- WORK REQUEST -
Word for word, transcribe all of the records.

- EXTRACTED MATERIAL -
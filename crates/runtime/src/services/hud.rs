use std::collections::BTreeSet;

use skirmish_core::{EntityId, Hud};

/// Label of the contextual harvest button.
#[derive(Clone, Copy, Debug, PartialEq, Eq, Default, strum::Display)]
#[strum(serialize_all = "snake_case")]
pub enum ActionLabel {
    #[default]
    Extract,
    Carry,
}

/// Headless HUD: remembers the selection and what the menus were told.
#[derive(Clone, Debug, Default)]
pub struct HudLog {
    selection: BTreeSet<EntityId>,
    menu_clears: u32,
    label: ActionLabel,
}

impl HudLog {
    pub fn select(&mut self, entity: EntityId) {
        self.selection.insert(entity);
    }

    pub fn selection(&self) -> &BTreeSet<EntityId> {
        &self.selection
    }

    pub fn is_selected(&self, entity: EntityId) -> bool {
        self.selection.contains(&entity)
    }

    /// How many times the menus were closed.
    pub fn menu_clears(&self) -> u32 {
        self.menu_clears
    }

    pub fn label(&self) -> ActionLabel {
        self.label
    }
}

impl Hud for HudLog {
    fn remove_from_selection(&mut self, entity: EntityId) -> bool {
        self.selection.remove(&entity)
    }

    fn clear_menus(&mut self) {
        self.menu_clears += 1;
    }

    fn switch_extract_carry(&mut self, carry: bool) {
        self.label = if carry {
            ActionLabel::Carry
        } else {
            ActionLabel::Extract
        };
    }
}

- PROBLEM SOLUTION -
filename crates/runtime/src/services/hud.rs
use std::collections::BTreeSet;

use skirmish_core::{EntityId, Hud};

/// Label of the contextual harvest button.
#[derive(Clone, Copy, Debug, PartialEq, Eq, Default, strum::Display)]
#[strum(serialize_all = "snake_case")]
pub enum ActionLabel {
    #[default]
    Extract,
    Carry,
}

/// Headless HUD: remembers the selection and what the menus were told.
#[derive(Clone, Debug, Default)]
pub struct HudLog {
    selection: BTreeSet<EntityId>,
    menu_clears: u32,
    label: ActionLabel,
}

impl HudLog {
    pub fn select(&mut self, entity: EntityId) {
        self.selection.insert(entity);
    }

    pub fn selection(&self) -> &BTreeSet<EntityId> {
        &self.selection
    }

    pub fn is_selected(&self, entity: EntityId) -> bool {
        self.selection.contains(&entity)
    }

    /// How many times the menus were closed.
    pub fn menu_clears(&self) -> u32 {
        self.menu_clears
    }

    pub fn label(&self) -> ActionLabel {
        self.label
    }
}

impl Hud for HudLog {
    fn remove_from_selection(&mut self, entity: EntityId) -> bool {
        self.selection.remove(&entity)
    }

    fn clear_menus(&mut self) {
        self.menu_clears += 1;
    }

    fn switch_extract_carry(&mut self, carry: bool) {
        self.label = if carry {
            ActionLabel::Carry
        } else {
            ActionLabel::Extract
        };
    }
}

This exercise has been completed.